My first car had a foldable top, a 1959 XK150S Jaguar (I really wanted a TR3 but the Jag was affordable. Then I found out why.)

The 1955 RHD MGA was mine also, have always believed in spares. Boy howdy those tires look skinny. Had one radio for the two cars and used to switch. Ate 13 cent Hamburgers at MickyDs for a month when I had to replace the clutch.

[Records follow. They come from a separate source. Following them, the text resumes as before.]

//! Microcode sequencing: the step counter and instruction decode.

use crate::plat::{Instruction, Opcode, PlatformError, Word};

use super::microcode::{ControlWord, MicrocodeTable, FETCH, FETCH_LEN};

/// The instruction currently being executed.
#[derive(Debug, Clone, Copy, PartialEq, Eq)]
pub enum Decoded {
    /// A valid instruction.
    Defined(Instruction),
    /// The opcode byte had no micro-program. Runs the table's undefined-opcode program.
    Undefined(u8),
}

impl Decoded {
    /// Decodes an instruction register value.
    pub fn decode(word: Word) -> Self {
        match Instruction::decode(word) {
            Ok(instr) => Decoded::Defined(instr),
            Err(PlatformError::UndefinedOpcode(op)) => Decoded::Undefined(op),
            // every other decode failure is an operand problem, which can't happen with 2-bit
            // register fields; treat it like an unknown opcode anyway
            Err(_) => Decoded::Undefined((word >> 8) as u8),
        }
    }

    /// The opcode, if defined.
    pub fn opcode(&self) -> Option<Opcode> {
        match self {
            Decoded::Defined(instr) => Some(instr.op),
            Decoded::Undefined(_) => None,
        }
    }

    /// The instruction, if defined.
    pub fn instruction(&self) -> Option<&Instruction> {
        match self {
            Decoded::Defined(instr) => Some(instr),
            Decoded::Undefined(_) => None,
        }
    }
}

/// Where the sequencer is within the current instruction.
#[derive(Debug, Clone, Copy, PartialEq, Eq)]
pub enum Phase {
    /// Shared fetch step `n`.
    Fetch(usize),
    /// Step `n` of the instruction's own micro-program.
    Execute(usize),
}

/// The sequencer. Turns the step counter and the latched instruction into one [ControlWord] per
/// tick.
#[derive(Debug, Clone)]
pub struct ControlUnit {
    table: MicrocodeTable,
    step: usize,
    current: Option<Decoded>,
}

impl ControlUnit {
    /// Starts at the first fetch step.
    pub fn new(table: MicrocodeTable) -> Self {
        Self {
            table,
            step: 0,
            current: None,
        }
    }

    /// The micro-programs being sequenced.
    pub fn table(&self) -> &MicrocodeTable {
        &self.table
    }

    /// Raw step counter, counting fetch steps.
    pub fn step(&self) -> usize {
        self.step
    }

    /// Where the step counter sits within the fetch or execute sequence.
    pub fn phase(&self) -> Phase {
        if self.step < FETCH_LEN {
            Phase::Fetch(self.step)
        } else {
            Phase::Execute(self.step - FETCH_LEN)
        }
    }

    /// The instruction being executed, once it has been decoded.
    pub fn current(&self) -> Option<Decoded> {
        self.current
    }

    /// Produces this tick's control word. On the first execute step the instruction register's
    /// stored value is decoded.
    pub fn assert(&mut self, ir: Word) -> ControlWord {
        let exec = match self.phase() {
            Phase::Fetch(n) => return FETCH[n].resolve(None),
            Phase::Execute(n) => n,
        };
        let decoded = match self.current {
            Some(decoded) if exec > 0 => decoded,
            _ => {
                let decoded = Decoded::decode(ir);
                match decoded {
                    Decoded::Defined(instr) => log::debug!(">>> {}", instr),
                    Decoded::Undefined(op) => log::warn!(
                        "undefined opcode {:#04x} ({:?} policy)",
                        op,
                        self.table.policy()
                    ),
                }
                self.current = Some(decoded);
                decoded
            }
        };
        let program = self.table.program(decoded.opcode());
        program[exec].resolve(decoded.instruction())
    }

    /// Forgets a decode made by a tick that did not complete, so the retried tick decodes again.
    pub fn abandon(&mut self) {
        if self.phase() == Phase::Execute(0) {
            self.current = None;
        }
    }

    /// Moves to the next step. Returns `true` if the instruction just completed, in which case the
    /// next tick begins a new fetch.
    pub fn advance(&mut self) -> bool {
        let len = match self.current {
            Some(decoded) => FETCH_LEN + self.table.program(decoded.opcode()).len(),
            None => usize::MAX,
        };
        self.step += 1;
        if self.step >= len {
            self.step = 0;
            self.current = None;
            true
        } else {
            false
        }
    }
}

#[cfg(test)]
mod tests {
    use super::*;
    use crate::{
        emu::microcode::{Signals, UndefinedOpcodePolicy},
        plat::{InstrFormat, Register},
    };

    fn run_instruction(cu: &mut ControlUnit, ir: Word) -> Vec<ControlWord> {
        let mut words = Vec::new();
        loop {
            words.push(cu.assert(ir));
            if cu.advance() {
                return words;
            }
        }
    }

    #[test]
    fn test_step_counter_cycles_through_fetch_and_execute() {
        let mut cu = ControlUnit::new(MicrocodeTable::default());
        let add = Instruction::new(Opcode::Add, InstrFormat::RR(Register::R0, Register::R1))
            .encode()
            .unwrap();
        assert_eq!(cu.phase(), Phase::Fetch(0));
        let words = run_instruction(&mut cu, add);
        assert_eq!(words.len(), cu.table().ticks(Opcode::Add));
        assert_eq!(cu.phase(), Phase::Fetch(0));
        assert_eq!(cu.current(), None);
        assert!(words[0].signals.contains(Signals::ENABLE_IAR | Signals::SET_MAR));
        assert_eq!(words[3].signals, Signals::SET_TMP | Signals::ENABLE_R1);
        assert_eq!(words[4].signals & Signals::ENABLE_R0, Signals::ENABLE_R0);
    }

    #[test]
    fn test_decode_happens_once_per_instruction() {
        let mut cu = ControlUnit::new(MicrocodeTable::default());
        let not = Instruction::new(Opcode::Not, InstrFormat::RR(Register::R2, Register::R3))
            .encode()
            .unwrap();
        for _ in 0..FETCH_LEN {
            cu.assert(0);
            cu.advance();
        }
        cu.assert(not);
        cu.advance();
        // IR changing mid-instruction must not affect the remaining steps
        let word = cu.assert(0xFF00);
        assert_eq!(word.signals, Signals::ENABLE_ACC | Signals::SET_R3);
    }

    #[test]
    fn test_abandon_forgets_first_execute_decode() {
        let mut cu = ControlUnit::new(MicrocodeTable::default());
        let halt = Instruction::new(Opcode::Halt, InstrFormat::OpOnly)
            .encode()
            .unwrap();
        for _ in 0..FETCH_LEN {
            cu.assert(halt);
            cu.advance();
        }
        cu.assert(halt);
        assert!(cu.current().is_some());
        cu.abandon();
        assert_eq!(cu.current(), None);
        assert_eq!(cu.phase(), Phase::Execute(0));
    }

    #[test]
    fn test_undefined_opcode_runs_explicit_program() {
        let mut cu = ControlUnit::new(MicrocodeTable::new(UndefinedOpcodePolicy::Halt));
        let words = run_instruction(&mut cu, 0x4200);
        assert_eq!(words.len(), FETCH_LEN + 1);
        assert!(words[FETCH_LEN].signals.contains(Signals::HALT));

        let mut cu = ControlUnit::new(MicrocodeTable::new(UndefinedOpcodePolicy::NoOp));
        let words = run_instruction(&mut cu, 0x4200);
        assert_eq!(words[FETCH_LEN].signals, Signals::empty());
    }
}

Picture is a scan of a Kodak from 1963 that did not age well

Forty six years later, I had sold the '66 Corvair convertible that I had really bought to share with my (now-ex) wife for quite a bit of money (was a nice car to begin with and I had put a lot into it - was pretty and needed nothing, always the best way to sell) and even buying the Fiero GT had not used much.

Also the economy was seriously tanking and despite relatively low gas prices, people were still panicing so cars were just not selling at any price, just too many fears of a repeat of summer 2008. Manufacturers were flooded with new cars and drastic discounting was pushing all prices down.

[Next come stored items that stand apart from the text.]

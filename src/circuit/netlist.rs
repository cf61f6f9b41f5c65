//! A data-driven gate network.
//!
//! A [`Netlist`] is a list of nodes, each either an input wire or a gate reading wires created
//! before it. Because a gate can only reference earlier wires the network is acyclic by
//! construction, and one pass in insertion order settles every wire.

use thiserror::Error;

use super::GateKind;

/// A malformed netlist or a bad evaluation request.
#[derive(Debug, Error, PartialEq, Eq)]
pub enum NetlistError {
    /// A gate referenced a wire that was never created.
    #[error("wire {0} does not exist")]
    UnknownWire(usize),
    /// A gate got the wrong number of inputs for its kind.
    #[error("{kind:?} gate given {found} inputs")]
    Arity { kind: GateKind, found: usize },
    /// `evaluate` was handed the wrong number of input values.
    #[error("expected {expected} input values, got {found}")]
    InputCount { expected: usize, found: usize },
}

/// Handle to one wire of a [`Netlist`].
#[derive(Debug, Clone, Copy, PartialEq, Eq, Hash)]
pub struct WireId(usize);

#[derive(Debug, Clone)]
enum Node {
    Input,
    Gate { kind: GateKind, inputs: Vec<WireId> },
}

/// Gates wired into an acyclic network. Every gate only reads wires created before it, so a
/// single pass in creation order settles the network.
#[derive(Debug, Clone, Default)]
pub struct Netlist {
    nodes: Vec<Node>,
    inputs: Vec<WireId>,
    values: Vec<bool>,
    settled: bool,
    scratch: Vec<bool>,
}

impl Netlist {
    /// An empty network.
    pub fn new() -> Self {
        Self::default()
    }

    /// Adds an external input wire. Input values are supplied to [`evaluate`][Self::evaluate]
    /// in the order their wires were created.
    pub fn input(&mut self) -> WireId {
        let id = WireId(self.nodes.len());
        self.nodes.push(Node::Input);
        self.inputs.push(id);
        id
    }

    /// Adds a gate reading the given wires and returns its output wire.
    pub fn gate(&mut self, kind: GateKind, inputs: &[WireId]) -> Result<WireId, NetlistError> {
        if inputs.is_empty() || (kind.is_unary() && inputs.len() != 1) {
            return Err(NetlistError::Arity {
                kind,
                found: inputs.len(),
            });
        }
        if let Some(bad) = inputs.iter().find(|w| w.0 >= self.nodes.len()) {
            return Err(NetlistError::UnknownWire(bad.0));
        }
        let id = WireId(self.nodes.len());
        self.nodes.push(Node::Gate {
            kind,
            inputs: inputs.to_vec(),
        });
        Ok(id)
    }

    /// Number of external inputs.
    pub fn input_count(&self) -> usize {
        self.inputs.len()
    }

    /// Number of gates, not counting inputs.
    pub fn gate_count(&self) -> usize {
        self.nodes.len() - self.inputs.len()
    }

    /// Settles every wire from the given input values.
    pub fn evaluate(&mut self, inputs: &[bool]) -> Result<(), NetlistError> {
        if inputs.len() != self.inputs.len() {
            return Err(NetlistError::InputCount {
                expected: self.inputs.len(),
                found: inputs.len(),
            });
        }
        self.values.clear();
        self.values.resize(self.nodes.len(), false);
        for (wire, &value) in self.inputs.iter().zip(inputs) {
            self.values[wire.0] = value;
        }
        for (i, node) in self.nodes.iter().enumerate() {
            if let Node::Gate { kind, inputs } = node {
                self.scratch.clear();
                self.scratch.extend(inputs.iter().map(|w| self.values[w.0]));
                self.values[i] = kind.eval(&self.scratch);
            }
        }
        self.settled = true;
        Ok(())
    }

    /// The settled value of `wire`, or `None` before the first evaluation.
    pub fn value(&self, wire: WireId) -> Option<bool> {
        if self.settled {
            self.values.get(wire.0).copied()
        } else {
            None
        }
    }
}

It is strange how some things in your life are taken away while others are like a cat around your legs (mine always seems to be within sight but at least two feet away unless something is expected like a tithe of ice cream). I have always appreciated things that last. It may be a byproduct of forty years (and still going) on the bleeding edge of technology. It may be having something that just money cannot buy. My cars are all GM partly because I know how to fix them and partly because I have not run out of interesting ones yet. I generally avoid new ones (though have bought several) because of too many years of rentals and just a lack of interest.

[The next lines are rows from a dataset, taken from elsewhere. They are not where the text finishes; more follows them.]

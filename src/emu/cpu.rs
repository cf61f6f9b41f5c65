//! The CPU and its per-tick protocol.

use crate::{
    circuit,
    io::Peripheral,
    plat::{self, Condition, Word, WORD_BITS},
};

use super::{
    alu::Alu,
    bus::{Board, BusId, IoLines},
    control::{ControlUnit, Decoded},
    microcode::{ControlWord, MicrocodeTable, Signals},
    ram::Ram,
    registers::{CpuRegisters, Register},
    SimError, WiringError,
};

/// Whether the clock is still allowed to run.
#[derive(Debug, Clone, Copy, PartialEq, Eq)]
pub enum CpuStatus {
    /// Ticks are executed.
    Running,
    /// A HALT instruction completed.
    Halted,
    /// The instruction register held an opcode with no micro-program and the table's policy is to
    /// stop.
    UndefinedOpcode(u8),
}

/// Every bus inside the CPU.
#[derive(Debug, Clone, Copy)]
pub struct CpuBuses {
    /// The shared data/address bus. Peripherals hang off this one.
    pub main: BusId,
    /// IR output into the control unit.
    pub ir: BusId,
    /// MAR output into RAM's address decoder.
    pub mar: BusId,
    /// TMP output into the bus1 gate.
    pub tmp: BusId,
    /// ALU result into ACC.
    pub alu: BusId,
    /// ALU flags into the FLAGS register.
    pub alu_flags: BusId,
    /// FLAGS output into the JUMP_IF gate.
    pub flags: BusId,
}

/// The CPU: registers, ALU, memory and the control unit, wired together on a [Board].
pub struct Cpu {
    /// Every register, general purpose and internal.
    pub registers: CpuRegisters,
    /// Arithmetic and logic unit between the main bus, TMP and ACC.
    pub alu: Alu,
    /// Main memory.
    pub ram: Ram,
    /// Microcode sequencer.
    pub control: ControlUnit,
    buses: CpuBuses,
    status: CpuStatus,
    last: ControlWord,
}

impl Cpu {
    /// Adds the CPU's buses to `board` and connects every component to them.
    pub fn new(board: &mut Board, table: MicrocodeTable) -> Result<Self, WiringError> {
        let buses = CpuBuses {
            main: board.add_bus("main")?,
            ir: board.add_bus("ir")?,
            mar: board.add_bus("mar")?,
            tmp: board.add_bus("tmp")?,
            alu: board.add_bus("alu")?,
            alu_flags: board.add_bus("alu_flags")?,
            flags: board.add_bus("flags")?,
        };

        let mut registers = CpuRegisters::new();
        for reg in registers.gp.iter_mut() {
            reg.connect(buses.main, buses.main)?;
        }
        registers.iar.connect(buses.main, buses.main)?;
        registers.ir.connect(buses.main, buses.ir)?;
        registers.mar.connect(buses.main, buses.mar)?;
        registers.tmp.connect(buses.main, buses.tmp)?;
        registers.acc.connect(buses.alu, buses.main)?;
        registers.flags.connect(buses.alu_flags, buses.flags)?;
        // these feed private buses and never contend
        registers.ir.enable();
        registers.mar.enable();
        registers.tmp.enable();
        registers.flags.enable();

        let mut alu = Alu::new();
        alu.connect(buses.alu, buses.alu_flags)?;
        let mut ram = Ram::new();
        ram.connect(buses.mar, buses.main)?;

        Ok(Self {
            registers,
            alu,
            ram,
            control: ControlUnit::new(table),
            buses,
            status: CpuStatus::Running,
            last: ControlWord::default(),
        })
    }

    /// Handles to the CPU's buses on the board.
    pub fn buses(&self) -> &CpuBuses {
        &self.buses
    }

    /// Whether the CPU is still running.
    pub fn status(&self) -> CpuStatus {
        self.status
    }

    /// The control word asserted during the most recent completed tick.
    pub fn last_control_word(&self) -> ControlWord {
        self.last
    }

    /// Runs one clock tick. Does nothing once the CPU has stopped.
    ///
    /// Components first drive, then the combinational logic settles, then everything armed
    /// latches at once. A tick that hits bus contention is rolled back: bus values, IO lines and
    /// register controls are restored, nothing latches and the control step does not advance.
    pub fn tick(
        &mut self,
        board: &mut Board,
        peripherals: &mut [Box<dyn Peripheral>],
    ) -> Result<(), SimError> {
        if self.status != CpuStatus::Running {
            return Ok(());
        }
        board.begin_tick();
        let before = board.snapshot();

        let word = self.control.assert(self.registers.ir.value());
        log::trace!(
            "{:?}: {:?} alu={:?}",
            self.control.phase(),
            word.signals,
            word.alu
        );
        self.assert_controls(board, word);

        // drive
        for reg in self.registers.iter() {
            reg.drive(board)?;
        }
        if word.signals.contains(Signals::ENABLE_RAM) {
            self.ram.drive(board)?;
        }
        for peripheral in peripherals.iter_mut() {
            peripheral.update(board)?;
        }
        if let Some(violation) = board.take_contention() {
            log::error!("{}", violation);
            self.assert_controls(board, self.last);
            self.control.abandon();
            board.restore(&before);
            return Err(violation.into());
        }
        self.last = word;

        // settle
        let a = self.bus_value(board, self.buses.main)?;
        let b = bus1(
            self.bus_value(board, self.buses.tmp)?,
            word.signals.contains(Signals::BUS1),
        );
        self.alu.update(board, a, b)?;
        if word.signals.contains(Signals::JUMP_IF) {
            let flags = Condition::from_bits_truncate(self.registers.flags.value() as u8);
            if flags.intersects(word.condition) {
                self.registers.iar.arm();
            }
        }

        // latch
        for reg in self.registers.iter_mut() {
            reg.latch(board)?;
        }
        if word.signals.contains(Signals::SET_RAM) {
            self.ram.latch(board)?;
        }
        if word.signals.contains(Signals::CLEAR_FLAGS) {
            self.registers.flags.reset();
        }
        for peripheral in peripherals.iter_mut() {
            peripheral.latch(board)?;
        }

        if word.signals.contains(Signals::HALT) {
            self.status = match self.control.current() {
                Some(Decoded::Undefined(op)) => CpuStatus::UndefinedOpcode(op),
                _ => CpuStatus::Halted,
            };
            log::info!("cpu stopped: {:?}", self.status);
        }
        self.control.advance();
        Ok(())
    }

    fn assert_controls(&mut self, board: &mut Board, word: ControlWord) {
        let s = word.signals;
        let regs = &mut self.registers;
        for (name, reg) in plat::Register::ALL.into_iter().zip(regs.gp.iter_mut()) {
            toggle(
                reg,
                s.contains(Signals::set_reg(name)),
                s.contains(Signals::enable_reg(name)),
            );
        }
        toggle(
            &mut regs.iar,
            s.contains(Signals::SET_IAR),
            s.contains(Signals::ENABLE_IAR),
        );
        toggle(
            &mut regs.acc,
            s.contains(Signals::SET_ACC),
            s.contains(Signals::ENABLE_ACC),
        );
        toggle(&mut regs.ir, s.contains(Signals::SET_IR), true);
        toggle(&mut regs.mar, s.contains(Signals::SET_MAR), true);
        toggle(&mut regs.tmp, s.contains(Signals::SET_TMP), true);
        toggle(&mut regs.flags, s.contains(Signals::SET_FLAGS), true);

        let mut lines = IoLines::empty();
        lines.set(IoLines::CLOCK_SET, s.contains(Signals::IO_CLOCK_SET));
        lines.set(IoLines::CLOCK_ENABLE, s.contains(Signals::IO_CLOCK_ENABLE));
        lines.set(IoLines::MODE, s.contains(Signals::IO_MODE));
        lines.set(
            IoLines::DATA_OR_ADDRESS,
            s.contains(Signals::IO_DATA_OR_ADDRESS),
        );
        board.io_mut().set_lines(lines);

        self.alu.op = word.alu;
    }

    fn bus_value(&self, board: &Board, id: BusId) -> Result<Word, WiringError> {
        board
            .bus(id)
            .map(|bus| bus.value())
            .ok_or(WiringError::UnknownBus {
                component: "cpu".into(),
                bus: id.index(),
            })
    }
}

fn toggle(reg: &mut Register, armed: bool, enabled: bool) {
    if armed {
        reg.arm();
    } else {
        reg.disarm();
    }
    if enabled {
        reg.enable();
    } else {
        reg.disable();
    }
}

/// The gate between TMP and the ALU's second input. While `bus1` is asserted the ALU sees the
/// constant 1 instead of TMP.
fn bus1(tmp: Word, bus1: bool) -> Word {
    (0..WORD_BITS).fold(0, |acc, i| {
        let line = circuit::wire(tmp, i);
        let out = if i == 0 {
            circuit::or(line, bus1)
        } else {
            circuit::and(line, circuit::not(bus1))
        };
        acc | (Word::from(out) << i)
    })
}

Late in 2008 a friend told me about a low milage triple blue Reatta convertible. It was a very nice car but had some potentially serious ABS issues. Have always been a bit back and forth about the Reatta convertible mainly because nice ones were over $10,000 and partly because the convertible was only produced in 90-91 while only the 88-89 had the touchscreen dash. However since there was no longer a family car to worry about there was room in the front garage and not having a convertible is like an itch.

So I had been watching Craigslist off and on when a white (I have a weakness for white) with black trim 90 Reatta convertible appeared over on the west coast (of Florida). Here I should mention that Florida does not officially have an "import tax" but "tax, title, and tag" always seems to be cheaper if in-state. Also is much easier to go look at than if in California.

This example had less than 100k miles, needed little (that is always off because I an a bit of a perfectionist about things working - as it turned out I did have to replace the driver's window because of a delamination problem I did not recognise. Then.) and the price was quite negotiable.

Did a thorough exam of the car and though there was some surface rust underneath, it was nothing that a few days with steel wool, a wire brush, and rustolium could not handle. Were some other issues like the drooping headlights (same motors with disintegrating rollers as the Fiero), a convertible top that would not latch (vinyl needed stretching), and a CD that did not play. Nothing serious but enough to provide leverage on the price. Turned out that what was left from the Corvair sale was just enough.

So now have a pair of Reattas, both with the same 3800 powertrain that I think is the best GM produced). Did need some 16x7 snowflakes from a 95 Bonne and air horns. All of my cars have air horns. It is amazing what people in a SUV do not see.